21 Mart 2020 Cumartesi

İnadına Yaşamak


  
 


İNADINA YAŞAMAK



     Kentin ana caddesi üzerinde, çamlar altında kurulmuş, deyim yerindeyse varsıl ailelerin geldiği, hemen bitiminde yine genellikle varsıl ailelerin yeğlediği bir sinemanın bulunduğu bahçede buluşmak için sözleşmiştik. Dün gece arkadaşlardan ayrılırken yanıma yaklaşmış, benimle önemli bir konu için görüşmek istediğini söylemiş ve görüşme yeri olarak da burayı önermişti.

     Şaşırmadım desem doğruyu söylememiş olurum. Onca, oturup sohbet edeceğimiz kesemize uygun kahvehane, çay bahçesi olmasına karşın burada buluşma önerisi garibime gitmişti. Hadi ben orta halli bir aileden geliyordum ve orada içeceğim çayın ve yiyeceğim pastanın parasını ödemek  bana dokunmazdı ama arkadaşım, neredeyse gün bulup gün yiyen bir aileye mensup, kenti ortadan bölen ırmağın doğu yakasındaki yoksul mahallelerden birinde yaşıyordu. Çoğu zaman sinema çıkışlarında içtiği çorba parasını bile ortaklaşa biz arkadaşları öderdik.

     Öğrencilerinin ''abdal koleji'' diye adlandırdıkları bir lisede  son sınıf öğrencisiydi. Aynı lisede okumamıştık. Arkadaşlığımız, bir tiyatro oyunu provası sırasında başlamıştı. Oyunda yer alan bir arkadaşı çağırmış, o da merak edip gelmişti.

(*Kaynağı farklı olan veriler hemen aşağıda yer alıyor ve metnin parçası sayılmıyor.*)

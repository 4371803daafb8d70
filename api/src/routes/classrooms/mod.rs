use axum::{
    Router,
    middleware::from_fn_with_state,
    routing::{delete, get, post},
};
use util::state::AppState;

pub mod attendance;
mod common;
mod delete;
mod get;
mod post;

use crate::auth::guards::allow_classroom_instructor;
use attendance::attendance_routes;
pub use delete::{archive_classroom, remove_roster_entry};
pub use get::{get_roster, list_classrooms};
pub use post::{add_roster_entry, create_classroom, join_classroom};

pub fn classroom_routes(app_state: AppState) -> Router<AppState> {
    Router::new()
        .route("/", post(create_classroom))
        .route("/", get(list_classrooms))
        .route("/join", post(join_classroom))
        .route(
            "/{classroom_id}",
            delete(archive_classroom).route_layer(from_fn_with_state(
                app_state.clone(),
                allow_classroom_instructor,
            )),
        )
        .route(
            "/{classroom_id}/roster",
            get(get_roster).route_layer(from_fn_with_state(
                app_state.clone(),
                allow_classroom_instructor,
            )),
        )
        .route(
            "/{classroom_id}/roster",
            post(add_roster_entry).route_layer(from_fn_with_state(
                app_state.clone(),
                allow_classroom_instructor,
            )),
        )
        .route(
            "/{classroom_id}/roster/{student_id}",
            delete(remove_roster_entry).route_layer(from_fn_with_state(
                app_state.clone(),
                allow_classroom_instructor,
            )),
        )
        .nest(
            "/{classroom_id}/attendance",
            attendance_routes(app_state.clone()),
        )
}
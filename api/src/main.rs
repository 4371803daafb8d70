use api::auth::middleware::log_request;
use api::routes::routes;
use axum::{Router, middleware::from_fn};
use std::net::SocketAddr;
use tower_http::cors::CorsLayer;
use tracing_appender::rolling;
use util::{config, state::AppState};

#[tokio::main]
async fn main() {
    // Load configuration and initialize logging
    let _log_guard = init_logging(&config::log_file());

    // Set up dependencies
    let db = db::connect().await;
    let app_state = AppState::new(db);

    // Configure middleware
    let cors = CorsLayer::very_permissive();

    // Build app router
    let app = Router::new()
        .nest("/api", routes(app_state))
        .layer(from_fn(log_request))
        .layer(cors);

    // Start server
    let addr: SocketAddr = format!("{}:{}", config::host(), config::port())
        .parse()
        .expect("Invalid address");

    println!(
        "Starting {} on http://{}:{}",
        config::project_name(),
        config::host(),
        config::port()
    );

    axum::serve(
        tokio::net::TcpListener::bind(&addr)
            .await
            .expect("Failed to bind"),
        app.into_make_service_with_connect_info::<SocketAddr>(),
    )
    .await
    .expect("Server crashed");
}

fn init_logging(log_file: &str) -> tracing_appender::non_blocking::WorkerGuard {
    use std::fs;
    use tracing_subscriber::{EnvFilter, fmt, prelude::*};

    fs::create_dir_all("logs").ok();

    let file_appender = rolling::daily("logs", log_file);
    let (file_writer, guard) = tracing_appender::non_blocking(file_appender);

    let file_layer = fmt::layer()
        .with_writer(file_writer)
        .with_ansi(false)
        .with_target(true)
        .with_thread_ids(true);

    let stdout_layer = fmt::layer()
        .with_writer(std::io::stdout)
        .with_ansi(true)
        .with_target(true)
        .with_thread_ids(true);

    let env_filter =
        EnvFilter::try_from_env("LOG_LEVEL").unwrap_or_else(|_| EnvFilter::new(config::log_level()));

    let registry = tracing_subscriber::registry()
        .with(env_filter)
        .with(file_layer);

    if config::log_to_stdout() {
        registry.with(stdout_layer).init();
    } else {
        registry.init();
    }

    guard
}
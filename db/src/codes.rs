//! Short human-enterable codes: session check-in codes and classroom join codes.
//!
//! These are convenience secrets scoped to a session's open window, not
//! credentials against a global adversary. What matters is that they are easy
//! to read aloud, unique where required, and compared without leaking where a
//! guess first diverges.

use rand::Rng;
use rand::rngs::OsRng;
use subtle::ConstantTimeEq;

/// Uppercase letters and digits only, so codes survive being read aloud or
/// scribbled on a whiteboard.
pub const CODE_ALPHABET: &[u8] = b"ABCDEFGHIJKLMNOPQRSTUVWXYZ0123456789";

/// Length of a session check-in code.
pub const SESSION_CODE_LEN: usize = 4;

/// Length of a classroom join code.
pub const JOIN_CODE_LEN: usize = 6;

/// How many fresh draws to attempt before reporting the space exhausted.
pub const MAX_CODE_ATTEMPTS: usize = 32;

/// Draws a random code of `len` characters from [`CODE_ALPHABET`].
pub fn generate(len: usize) -> String {
    let mut rng = OsRng;
    (0..len)
        .map(|_| CODE_ALPHABET[rng.gen_range(0..CODE_ALPHABET.len())] as char)
        .collect()
}

/// Canonical form of a submitted code: surrounding whitespace dropped,
/// uppercased. Stored codes are already canonical.
pub fn normalize(submitted: &str) -> String {
    submitted.trim().to_ascii_uppercase()
}

/// Compares a submitted code against the stored one in constant time with
/// respect to content. Code length is public, so mismatched lengths may
/// reject immediately.
pub fn matches(submitted: &str, actual: &str) -> bool {
    let submitted = normalize(submitted);
    submitted.as_bytes().ct_eq(actual.as_bytes()).into()
}

#[cfg(test)]
mod tests {
    #![allow(clippy::unwrap_used)]

    use super::*;

    #[test]
    fn generated_codes_use_the_alphabet() {
        for _ in 0..50 {
            let code = generate(SESSION_CODE_LEN);
            assert_eq!(code.len(), SESSION_CODE_LEN);
            assert!(code.bytes().all(|b| CODE_ALPHABET.contains(&b)));
        }
    }

    #[test]
    fn join_codes_are_longer_than_session_codes() {
        assert_eq!(generate(JOIN_CODE_LEN).len(), JOIN_CODE_LEN);
        assert!(JOIN_CODE_LEN > SESSION_CODE_LEN);
    }

    #[test]
    fn normalize_trims_and_uppercases() {
        assert_eq!(normalize("  x7k2\n"), "X7K2");
        assert_eq!(normalize("X7K2"), "X7K2");
    }

    #[test]
    fn matches_is_case_and_whitespace_insensitive() {
        assert!(matches("x7k2", "X7K2"));
        assert!(matches(" X7K2 ", "X7K2"));
        assert!(!matches("X7K3", "X7K2"));
        assert!(!matches("X7K", "X7K2"));
        assert!(!matches("", "X7K2"));
    }
}
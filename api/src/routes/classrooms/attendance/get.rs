use axum::{Extension, Json, extract::Path, extract::State, http::StatusCode};

use db::error::AttendanceError;
use db::models::{attendance_record, attendance_session, classroom, enrollment};
use db::stats::{self, ClassroomStats};
use sea_orm::EntityTrait;
use util::state::AppState;

use crate::routes::common::error_response;
use crate::{auth::AuthUser, response::ApiResponse};

use super::common::{ReconciledEntry, SessionDetailResponse, SessionResponse};

/// GET /api/classrooms/{classroom_id}/attendance/sessions
///
/// Lists the classroom's sessions, newest first, enriched with attendance
/// counts and whether the caller has checked in. The code is included only
/// when the caller is the instructor.
pub async fn list_sessions(
    State(state): State<AppState>,
    Path(classroom_id): Path<i64>,
    Extension(AuthUser(claims)): Extension<AuthUser>,
) -> (StatusCode, Json<ApiResponse<Vec<SessionResponse>>>) {
    let db = state.db();

    let is_instructor = match classroom::Model::is_instructor(db, classroom_id, claims.sub).await {
        Ok(answer) => answer,
        Err(e) => return error_response(e.into()),
    };

    let rows = match attendance_session::Model::list_for_classroom(db, classroom_id).await {
        Ok(rows) => rows,
        Err(e) => return error_response(e.into()),
    };

    let enrolled = match enrollment::Model::count_for_classroom(db, classroom_id).await {
        Ok(n) => n as i64,
        Err(e) => return error_response(e.into()),
    };

    let session_ids: Vec<i64> = rows.iter().map(|s| s.id).collect();
    let attended = match attendance_record::Model::counts_for_sessions(db, &session_ids).await {
        Ok(map) => map,
        Err(e) => return error_response(e.into()),
    };
    let mine = match attendance_record::Model::sessions_attended_by(db, &session_ids, claims.sub)
        .await
    {
        Ok(set) => set,
        Err(e) => return error_response(e.into()),
    };

    let sessions = rows
        .into_iter()
        .map(|s| {
            let id = s.id;
            SessionResponse::new(s, is_instructor)
                .with_counts(*attended.get(&id).unwrap_or(&0), enrolled)
                .with_checked_in(mine.contains(&id))
        })
        .collect();

    (
        StatusCode::OK,
        Json(ApiResponse::success(sessions, "Attendance sessions retrieved")),
    )
}

/// GET /api/classrooms/{classroom_id}/attendance/sessions/{session_id}
///
/// Instructor-only: the session plus the roster-reconciled record list —
/// every enrolled student, present or absent.
pub async fn session_detail(
    State(state): State<AppState>,
    Path((classroom_id, session_id)): Path<(i64, i64)>,
) -> (StatusCode, Json<ApiResponse<SessionDetailResponse>>) {
    let db = state.db();

    let session = match attendance_session::Entity::find_by_id(session_id).one(db).await {
        Ok(Some(session)) if session.classroom_id == classroom_id => session,
        Ok(_) => return error_response(AttendanceError::SessionNotFound),
        Err(e) => return error_response(e.into()),
    };

    let entries = match attendance_record::Model::reconcile(db, session_id).await {
        Ok(entries) => entries,
        Err(e) => return error_response(e),
    };

    let enrolled = entries.len() as i64;
    let attended = entries.iter().filter(|e| e.record.is_some()).count() as i64;
    let entries: Vec<ReconciledEntry> = entries.into_iter().map(Into::into).collect();

    (
        StatusCode::OK,
        Json(ApiResponse::success(
            SessionDetailResponse {
                session: SessionResponse::new(session, true).with_counts(attended, enrolled),
                entries,
            },
            "Attendance session retrieved",
        )),
    )
}

/// GET /api/classrooms/{classroom_id}/attendance/statistics
///
/// Instructor-only: overall attendance rate plus demographic breakdowns of
/// the current roster.
pub async fn get_statistics(
    State(state): State<AppState>,
    Path(classroom_id): Path<i64>,
) -> (StatusCode, Json<ApiResponse<ClassroomStats>>) {
    match stats::classroom_stats(state.db(), classroom_id).await {
        Ok(stats) => (
            StatusCode::OK,
            Json(ApiResponse::success(stats, "Statistics retrieved")),
        ),
        Err(e) => error_response(e),
    }
}
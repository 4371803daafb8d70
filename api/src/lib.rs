//! HTTP surface of the attendance backend.
//!
//! Exposed as a library so the server binary and the integration tests build
//! the same router.

pub mod auth;
pub mod response;
pub mod routes;
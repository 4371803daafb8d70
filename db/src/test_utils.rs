//! Database fixtures for tests across the workspace.

use migration::Migrator;
use sea_orm::{ConnectOptions, Database, DatabaseConnection};
use sea_orm_migration::MigratorTrait;
use tempfile::TempDir;

/// Fresh migrated in-memory SQLite database.
///
/// Capped at one connection: every pooled connection to `sqlite::memory:`
/// would otherwise open its own empty database.
pub async fn setup_test_db() -> DatabaseConnection {
    let mut options = ConnectOptions::new("sqlite::memory:");
    options.max_connections(1);

    let db = Database::connect(options)
        .await
        .expect("Failed to connect to in-memory db");

    Migrator::up(&db, None)
        .await
        .expect("Failed to run migrations");

    db
}

/// Fresh migrated SQLite database in a temporary directory, with a normal
/// connection pool. Used where a test needs genuinely concurrent connections;
/// the returned guard deletes the directory on drop.
pub async fn setup_file_test_db() -> (DatabaseConnection, TempDir) {
    let dir = tempfile::tempdir().expect("Failed to create temp dir");
    let url = format!("sqlite://{}?mode=rwc", dir.path().join("test.db").display());

    let db = Database::connect(&url)
        .await
        .expect("Failed to connect to file-backed db");

    Migrator::up(&db, None)
        .await
        .expect("Failed to run migrations");

    (db, dir)
}
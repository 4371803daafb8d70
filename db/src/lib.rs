pub mod codes;
pub mod error;
pub mod models;
pub mod stats;
pub mod test_utils;

use sea_orm::{Database, DatabaseConnection};
use std::path::Path;
use util::config;

pub async fn connect() -> DatabaseConnection {
    let path_or_url = config::database_path();
    // If it's already a DSN, use it as-is; otherwise treat it as a SQLite file path.
    let url = if path_or_url.starts_with("sqlite:") {
        path_or_url
    } else {
        // Ensure parent directory exists (SQLite won't create intermediate dirs).
        if let Some(parent) = Path::new(&path_or_url).parent() {
            let _ = std::fs::create_dir_all(parent);
        }
        format!("sqlite://{path_or_url}?mode=rwc")
    };

    Database::connect(&url)
        .await
        .expect("Failed to connect to database")
}
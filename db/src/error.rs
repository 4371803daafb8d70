use sea_orm::DbErr;
use thiserror::Error;

/// Domain failures surfaced by the roster and attendance stores.
///
/// Authorization failures are not represented here: ownership and role checks
/// happen per request in the API layer before store operations run. A repeat
/// check-in is not an error either; both entry paths report it as a
/// successful, non-inserting outcome.
#[derive(Debug, Error)]
pub enum AttendanceError {
    #[error("classroom not found")]
    ClassroomNotFound,

    #[error("attendance session not found")]
    SessionNotFound,

    #[error("student not found")]
    StudentNotFound,

    #[error("not enrolled in this classroom")]
    NotEnrolled,

    #[error("already enrolled in this classroom")]
    AlreadyEnrolled,

    #[error("student number already in use in this classroom")]
    DuplicateStudentNumber,

    #[error("attendance session is closed")]
    SessionClosed,

    #[error("invalid check-in code")]
    CodeMismatch,

    #[error("ran out of unused codes")]
    CodeSpaceExhausted,

    #[error(transparent)]
    Database(#[from] DbErr),
}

                                                       ***

     Sıkı bir rüzgarda sokağa çıkamayacak kadar zayıftı. Yakın arkadaşları adını söylemez,''canı cebinde'' diye çağırırlardı onu. Bir kaç yıldır süren hastalığı nedeniyle arada bir hastaneye yatıyordu. Ama hiç gönül gücünü yitirmez, hastalığından dolayı arada bir kederlense de, yaşama sıkı sıkıya tutunurdu. Kendisini 60'lı yılların ünlü bir Yeşilçam aktörüne benzetmemizden çok mutlu olur, onunla çektirdiği fotografı her zaman yanında taşırdı. Gerçekten de o aktöre kardeşi kadar benzerdi.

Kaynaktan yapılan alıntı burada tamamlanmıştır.